Amid the frenetic commentary, there have been several developments in the recent past that point towards a positive future for the Kenyan economy in the export of goods and services.

According to the Central Bank of Kenya (CBK), Kenya achieved a goods trade surplus with Africa of about Sh38 billion for the January–March 2023 period.

Compared to the corresponding period in 2022, this was an increase of 11 percent while reducing its imports by 18 percent.

The consistent, and growing, trade surplus with Africa is a rarity given that Kenya persistently suffers from trade deficits with the rest of the world economy.

The financial services industry has reported year-on-year growth and record profits in the new markets of Rwanda and the Democratic Republic of Congo (DRC).

It is notable that Rwanda and DRC were responsible for 31 percent and 30 percent of the total profits respectively.

Based on these encouraging statistics, there is adequate reason to believe that a comprehensive regulatory framework and appropriate tax incentives would lead to the explosion of growth in Kenya’s exported goods and services.

Encouragingly, the Finance Act 2023 provides certain incentives that should boost the export of Kenya’s goods and services.

Firstly, the SEZ and EPZ Acts have been amended to improve the market accessibility of goods produced from these preferential tax regimes.

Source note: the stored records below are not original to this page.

//! Window, bootstrap, event loop, teardown.
use crate::{AppWindow, AshRuntime, BootstrapConfig, BootstrapError, VulkanContext};

/// Opens the window, bootstraps Vulkan for it and idles until the window is
/// closed.
///
/// Teardown runs in reverse: debug messenger, instance, then the window.
pub fn run(config: &BootstrapConfig) -> Result<(), BootstrapError> {
    let mut window = AppWindow::new()?;
    let runtime = unsafe { AshRuntime::load() }?;

    let context =
        unsafe { VulkanContext::new(&runtime, config, window.required_extensions()) }?;
    if let Some(adapter) = context.adapter() {
        log::info!(
            "using {:?} ({:?}), graphics queue family {:?}",
            adapter.name(),
            adapter.descriptor().adapter_type,
            adapter.queue_family_indices().graphics_family
        );
    }

    window.run_until_closed();

    drop(context);
    drop(window);
    Ok(())
}
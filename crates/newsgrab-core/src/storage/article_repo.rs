//! Dedup store: the durable set of stored articles keyed by fingerprint.
//!
//! The `UNIQUE` constraint on `articles.fingerprint` is the source of truth.
//! `exists` is only an optimisation; `insert_if_absent` decides atomically
//! in a single statement, so concurrent writers cannot both store the same
//! fingerprint.

use chrono::{DateTime, Utc};
use sqlx::FromRow;
use uuid::Uuid;

use super::retry::with_retry;
use super::Database;
use crate::article::{Fingerprint, StoredArticle};
use crate::{Error, Result};

/// Repository for append-only article storage
pub struct ArticleRepository<'a> {
    db: &'a Database,
}

#[derive(FromRow)]
struct ArticleRow {
    id: String,
    fingerprint: String,
    source_id: String,
    feed_title: Option<String>,
    title: Option<String>,
    url: Option<String>,
    guid: Option<String>,
    author: Option<String>,
    summary: Option<String>,
    content: Option<String>,
    content_text: Option<String>,
    content_hash: Option<String>,
    published_at: Option<DateTime<Utc>>,
    stored_at: DateTime<Utc>,
}

impl From<ArticleRow> for StoredArticle {
    fn from(row: ArticleRow) -> Self {
        StoredArticle {
            id: Uuid::parse_str(&row.id).unwrap_or_default(),
            fingerprint: Fingerprint::from_hex(row.fingerprint),
            source_id: row.source_id,
            feed_title: row.feed_title,
            title: row.title,
            url: row.url,
            guid: row.guid,
            author: row.author,
            summary: row.summary,
            content: row.content,
            content_text: row.content_text,
            content_hash: row.content_hash,
            published_at: row.published_at,
            stored_at: row.stored_at,
        }
    }
}

const INSERT_ARTICLE: &str = r#"
INSERT INTO articles
(id, fingerprint, source_id, feed_title, title, url, guid, author, summary,
 content, content_text, content_hash, published_at, stored_at)
VALUES (?, ?, ?, ?, ?, ?, ?, ?, ?, ?, ?, ?, ?, ?)
"#;

const INSERT_ARTICLE_IF_ABSENT: &str = r#"
INSERT INTO articles
(id, fingerprint, source_id, feed_title, title, url, guid, author, summary,
 content, content_text, content_hash, published_at, stored_at)
VALUES (?, ?, ?, ?, ?, ?, ?, ?, ?, ?, ?, ?, ?, ?)
ON CONFLICT(fingerprint) DO NOTHING
"#;

const SELECT_COLUMNS: &str = r#"
SELECT id, fingerprint, source_id, feed_title, title, url, guid, author, summary,
       content, content_text, content_hash, published_at, stored_at
FROM articles
"#;

impl<'a> ArticleRepository<'a> {
    pub fn new(db: &'a Database) -> Self {
        Self { db }
    }

    /// Check whether a fingerprint has already been stored
    pub async fn exists(&self, fingerprint: &Fingerprint) -> Result<bool> {
        let pool = self.db.pool();
        let fingerprint = fingerprint.as_str();

        let row: Option<(i64,)> = with_retry(move || async move {
            sqlx::query_as("SELECT 1 FROM articles WHERE fingerprint = ? LIMIT 1")
                .bind(fingerprint)
                .fetch_optional(pool)
                .await
        })
        .await?;

        Ok(row.is_some())
    }

    /// Store a new article, failing with `Error::Conflict` if its fingerprint exists
    pub async fn insert(&self, article: &StoredArticle) -> Result<()> {
        let result = with_retry(|| async move {
            bind_article(sqlx::query(INSERT_ARTICLE), article)
                .execute(self.db.pool())
                .await
        })
        .await;

        match result {
            Ok(_) => Ok(()),
            Err(sqlx::Error::Database(db_err)) if db_err.is_unique_violation() => {
                Err(Error::Conflict {
                    fingerprint: article.fingerprint.to_string(),
                })
            }
            Err(e) => Err(e.into()),
        }
    }

    /// Store the article unless its fingerprint exists; returns true when newly stored
    pub async fn insert_if_absent(&self, article: &StoredArticle) -> Result<bool> {
        let result = with_retry(|| async move {
            bind_article(sqlx::query(INSERT_ARTICLE_IF_ABSENT), article)
                .execute(self.db.pool())
                .await
        })
        .await?;

        Ok(result.rows_affected() > 0)
    }

    /// Most recently stored articles, optionally for a single source
    pub async fn list_recent(&self, source_id: Option<&str>, limit: u32) -> Result<Vec<StoredArticle>> {
        let rows: Vec<ArticleRow> = match source_id {
            Some(source_id) => {
                let query = format!("{} WHERE source_id = ? ORDER BY stored_at DESC LIMIT ?", SELECT_COLUMNS);
                sqlx::query_as(&query)
                    .bind(source_id)
                    .bind(limit)
                    .fetch_all(self.db.pool())
                    .await?
            }
            None => {
                let query = format!("{} ORDER BY stored_at DESC LIMIT ?", SELECT_COLUMNS);
                sqlx::query_as(&query)
                    .bind(limit)
                    .fetch_all(self.db.pool())
                    .await?
            }
        };

        Ok(rows.into_iter().map(StoredArticle::from).collect())
    }

    /// Total number of stored articles
    pub async fn count(&self) -> Result<u64> {
        let (count,): (i64,) = sqlx::query_as("SELECT COUNT(*) FROM articles")
            .fetch_one(self.db.pool())
            .await?;

        Ok(count.max(0) as u64)
    }
}

fn bind_article<'q>(
    query: sqlx::query::Query<'q, sqlx::Sqlite, sqlx::sqlite::SqliteArguments<'q>>,
    article: &'q StoredArticle,
) -> sqlx::query::Query<'q, sqlx::Sqlite, sqlx::sqlite::SqliteArguments<'q>> {
    query
        .bind(article.id.to_string())
        .bind(article.fingerprint.as_str())
        .bind(&article.source_id)
        .bind(&article.feed_title)
        .bind(&article.title)
        .bind(&article.url)
        .bind(&article.guid)
        .bind(&article.author)
        .bind(&article.summary)
        .bind(&article.content)
        .bind(&article.content_text)
        .bind(&article.content_hash)
        .bind(article.published_at)
        .bind(article.stored_at)
}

For example, the new changes will see EPZ products that use EAC inputs become more competitive to the wider EAC region.

The enhancement of the SEZ and EPZ legislative regime offers tantalising possibilities in an expanded EAC bloc.

The admission of the DRC into the East African Community (EAC) as the seventh member expands the market size of the EAC and offers a valuable link between the Indian and Atlantic oceans.

The Finance Act has also introduced additional incentives for the pharmaceutical sector. Services, both imported and locally procured, that are supplied to manufacturers of human vaccines will be exempt from VAT.

This will however apply to manufacturers with Sh10 billion capital investment or more.

Secondly, goods imported by manufacturers of human vaccines will be exempt from IDF of 2.5 percent and RDL of 1.5 percent.

Further, they will also be subject to a preferential corporate tax rate of 10 percent.

These incentives are meant to increase investment in the pharmaceutical sector in Kenya which, according to the EAC Regional Pharmaceutical Manufacturing Plan of Action 2017-2027, has the fastest-growing pharmaceutical market in the region with an estimated annual growth rate of 15 percent.

In totality, these incentives can push Kenya to be the continental hub for pharmaceutical manufacturers. It’s not a stretch to imagine that similar to the EAC, the African Continental Free Trade Area (AfCFTA) would have a similar positive effect on trade between Kenya and other non-EAC countries on the continent.

The time may be ripe for Kenya to pivot towards an export-oriented economy due to the new tax measures in addition to other factors.

Ikiara is a senior tax adviser with KPMG Advisory Services Limited.